- [WHAT TO WORK ON]:
All lines of the entries with "bathymetry" in them must be listed.

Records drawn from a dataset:
━━━━
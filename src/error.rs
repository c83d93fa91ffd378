//! Error types for OCL station decoding.
//!
//! Zero-length ("no value") fields are a legitimate part of the format and
//! are *not* errors; the primitive decoders report them as `None`. The
//! variants here cover the genuinely unrecoverable cases: the stream is
//! strictly sequential, so one misread byte corrupts everything after it and
//! no per-station recovery is attempted.

use thiserror::Error;

#[derive(Debug, Error)]
pub enum OclError {
    /// End of stream in the middle of a fixed-digit field. Fatal: the rest
    /// of the stream cannot be realigned.
    #[error("unexpected end of stream inside a {wanted}-digit field")]
    UnexpectedEof { wanted: usize },

    /// The terminal byte of a field is neither a digit nor the `-` missing
    /// value marker.
    #[error("malformed field: terminal byte {byte:#04x} is not a digit or missing-value marker")]
    BadField { byte: u8 },

    /// A bathymetry side-channel line did not have the expected four
    /// whitespace-separated fields.
    #[error("malformed bathymetry record: {line:?}")]
    BadBathyRecord { line: String },

    #[error(transparent)]
    Io(#[from] std::io::Error),
}

pub type Result<T> = std::result::Result<T, OclError>;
━━━━
- [ANSWER BOX]:
    /// A bathymetry side-channel line did not have the expected four
    #[error("malformed bathymetry record: {line:?}")]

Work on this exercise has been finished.